How to Pass the FAR CPA Exam in 2026
By CPA Sprint · Updated January 2026
Passing FAR requires matching your study time to the AICPA blueprint weightings, hitting specific MCQ and TBS volume targets, and -- for retakers -- using your score report to eliminate weak areas rather than restudying everything. The FAR section covers three content areas across 22 blueprint groups with a historical pass rate of approximately 40-45%. The candidates who pass are not necessarily the ones who study the most hours. They are the ones who study the right topics in the right proportion.
Key Points
- FAR tests three content areas: Financial Reporting (30-40%), Select Balance Sheet Accounts (30-40%), and Select Transactions (25-35%)
- First-time candidates typically need 300-400 study hours; retakers need 80-150 targeted hours
- The AICPA blueprint -- not your review course syllabus -- should drive your study allocation
- MCQ volume targets differ by candidate type: first-timers need 2,000-3,000 MCQs; retakers need 400-1,000
- Governmental and NFP accounting topics within Areas I and III are consistently the most underestimated by candidates
- Your NASBA score report is the most important tool for retake preparation
What does the FAR exam actually test?
The FAR section of the CPA exam tests financial accounting and reporting across three content areas defined by the AICPA Uniform CPA Examination Blueprints (effective January 1, 2026). Each area carries a specific weight range, and within each area, content is organized into groups.

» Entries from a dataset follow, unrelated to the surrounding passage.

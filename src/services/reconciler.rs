use std::collections::BTreeMap;

use crate::structs::pattern::RemotePattern;
use crate::structs::reconciliation::{MatchedPattern, ReconciliationResult};
use crate::structs::rule::SonarRule;

/// Computes the enable/disable decisions that make the remote pattern state
/// match the desired rule list. Pure: no I/O, no time, no randomness —
/// identical inputs always produce identical results.
pub struct Reconciler;

impl Reconciler {
    /// Policy: disable everything, then enable only the specified rules.
    ///
    /// Duplicate patterns sharing one rule key are tie-broken by preferring
    /// the already-enabled pattern, then the lowest pattern id. Losers are
    /// returned as unresolved duplicates and are never disabled.
    pub fn reconcile(
        desired: &[SonarRule],
        available: &[RemotePattern],
    ) -> ReconciliationResult {
        let mut groups: BTreeMap<&str, Vec<&RemotePattern>> = BTreeMap::new();
        for pattern in available {
            // Patterns from other tools carry no rule key; they group alone
            // under their own id and fall through to the disable set.
            let key = pattern.rule_key().unwrap_or(&pattern.id);
            groups.entry(key).or_default().push(pattern);
        }

        let mut chosen: BTreeMap<&str, &RemotePattern> = BTreeMap::new();
        let mut unresolved_duplicates: Vec<RemotePattern> = Vec::new();
        for (key, mut candidates) in groups {
            candidates.sort_by(|a, b| a.id.cmp(&b.id));
            let winner = candidates
                .iter()
                .find(|p| p.enabled)
                .copied()
                .unwrap_or(candidates[0]);
            for loser in candidates.into_iter().filter(|p| p.id != winner.id) {
                log::warn!(
                    "rule key '{}' maps to multiple patterns; '{}' left unresolved in favor of '{}'",
                    key,
                    loser.id,
                    winner.id
                );
                unresolved_duplicates.push(loser.clone());
            }
            chosen.insert(key, winner);
        }

        let mut to_enable: Vec<MatchedPattern> = Vec::new();
        let mut skipped: Vec<SonarRule> = Vec::new();
        let mut enabled_keys: Vec<&str> = Vec::new();
        for rule in desired {
            match chosen.get(rule.key.as_str()) {
                Some(pattern) => {
                    enabled_keys.push(rule.key.as_str());
                    to_enable.push(MatchedPattern {
                        pattern: (*pattern).clone(),
                        rule: rule.clone(),
                    });
                }
                None => skipped.push(rule.clone()),
            }
        }

        for key in enabled_keys {
            chosen.remove(key);
        }
        let mut to_disable: Vec<RemotePattern> =
            chosen.into_values().cloned().collect();

        to_enable.sort_by(|a, b| a.pattern.id.cmp(&b.pattern.id));
        to_disable.sort_by(|a, b| a.id.cmp(&b.id));
        skipped.sort_by(|a, b| a.key.cmp(&b.key));
        unresolved_duplicates.sort_by(|a, b| a.id.cmp(&b.id));

        ReconciliationResult {
            to_enable,
            to_disable,
            skipped,
            unresolved_duplicates,
        }
    }
}

#[cfg(test)]
mod tests {
    use super::*;
    use std::collections::BTreeMap;

    use crate::enums::severity::Severity;

    fn rule(key: &str) -> SonarRule {
        SonarRule {
            repository_key: "csharpsquid".to_string(),
            key: key.to_string(),
            severity: Severity::Major,
            parameters: BTreeMap::new(),
        }
    }

    fn pattern(id: &str, enabled: bool) -> RemotePattern {
        RemotePattern::new(id, enabled)
    }

    #[test]
    fn disjoint_inputs_skip_everything_and_disable_everything() {
        let desired = vec![rule("S100"), rule("S200")];
        let available = vec![
            pattern("SonarCSharp_S300", true),
            pattern("SonarCSharp_S400", false),
        ];

        let result = Reconciler::reconcile(&desired, &available);

        assert!(result.to_enable.is_empty());
        assert_eq!(result.skipped.len(), 2);
        assert_eq!(result.to_disable.len(), 2);
        assert!(result.unresolved_duplicates.is_empty());
    }

    #[test]
    fn desired_subset_of_available_skips_nothing() {
        let desired = vec![rule("S100"), rule("S200")];
        let available = vec![
            pattern("SonarCSharp_S100", false),
            pattern("SonarCSharp_S200", true),
            pattern("SonarCSharp_S300", true),
        ];

        let result = Reconciler::reconcile(&desired, &available);

        assert_eq!(result.to_enable.len(), desired.len());
        assert!(result.skipped.is_empty());
        assert_eq!(result.to_disable.len(), 1);
        assert_eq!(result.to_disable[0].id, "SonarCSharp_S300");
    }

    #[test]
    fn reconcile_is_deterministic_and_idempotent() {
        let desired = vec![rule("S200"), rule("S100"), rule("S500")];
        let available = vec![
            pattern("SonarCSharp_S100", true),
            pattern("SonarCSharp_S200", false),
            pattern("SonarCSharp_S300", true),
        ];

        let first = Reconciler::reconcile(&desired, &available);
        let second = Reconciler::reconcile(&desired, &available);

        assert_eq!(first, second);
    }

    #[test]
    fn duplicate_key_prefers_the_enabled_pattern() {
        // Two catalog entries map to S100: the enabled one wins, the
        // disabled one is surfaced as unresolved, not falsely disabled.
        let desired = vec![rule("S100")];
        let available = vec![
            RemotePattern::with_rule_key("SonarCSharp_S100_legacy", "S100", false),
            RemotePattern::with_rule_key("SonarCSharp_S100", "S100", true),
        ];

        let result = Reconciler::reconcile(&desired, &available);

        assert_eq!(result.to_enable.len(), 1);
        assert_eq!(result.to_enable[0].pattern.id, "SonarCSharp_S100");
        assert!(result.to_disable.is_empty());
        assert_eq!(result.unresolved_duplicates.len(), 1);
        assert_eq!(result.unresolved_duplicates[0].id, "SonarCSharp_S100_legacy");
    }

    #[test]
    fn duplicate_key_with_nothing_enabled_picks_the_lowest_id() {
        let desired = vec![rule("S100")];
        let available = vec![
            RemotePattern::with_rule_key("SonarCSharp_S100_b", "S100", false),
            RemotePattern::with_rule_key("SonarCSharp_S100_a", "S100", false),
        ];

        let result = Reconciler::reconcile(&desired, &available);

        assert_eq!(result.to_enable.len(), 1);
        assert_eq!(result.to_enable[0].pattern.id, "SonarCSharp_S100_a");
        assert_eq!(result.unresolved_duplicates.len(), 1);
        assert_eq!(result.unresolved_duplicates[0].id, "SonarCSharp_S100_b");
    }

    #[test]
    fn end_to_end_enable_disable_skip_scenario() {
        let desired = vec![rule("S100"), rule("S200")];
        let available = vec![
            pattern("SonarCSharp_S100", false),
            pattern("SonarCSharp_S300", true),
        ];

        let result = Reconciler::reconcile(&desired, &available);

        assert_eq!(result.to_enable.len(), 1);
        assert_eq!(result.to_enable[0].pattern.id, "SonarCSharp_S100");
        assert_eq!(result.to_disable.len(), 1);
        assert_eq!(result.to_disable[0].id, "SonarCSharp_S300");
        assert_eq!(result.skipped.len(), 1);
        assert_eq!(result.skipped[0].key, "S200");
    }
}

| Content Area | Blueprint Weight | Number of Groups | Primary Topics |
|---|---|---|---|
| Area I: Financial Reporting | 30-40% | 6 (A-F) | Conceptual framework, financial statement presentation, governmental financial statements, NFP financial statements |
| Area II: Select Balance Sheet Accounts | 30-40% | 9 (A-I) | Cash, receivables, inventory, PP&E, intangibles, investments, payables, equity, revenue recognition |
| Area III: Select Transactions | 25-35% | 7 (A-G) | Accounting changes, leases, bonds and notes, contingencies, pensions, consolidations, foreign currency |
There are 22 groups total across the three areas. The exam draws from all 22, but not equally. Understanding which groups carry the most weight -- and which ones you are weakest in -- is the foundation of any effective study plan.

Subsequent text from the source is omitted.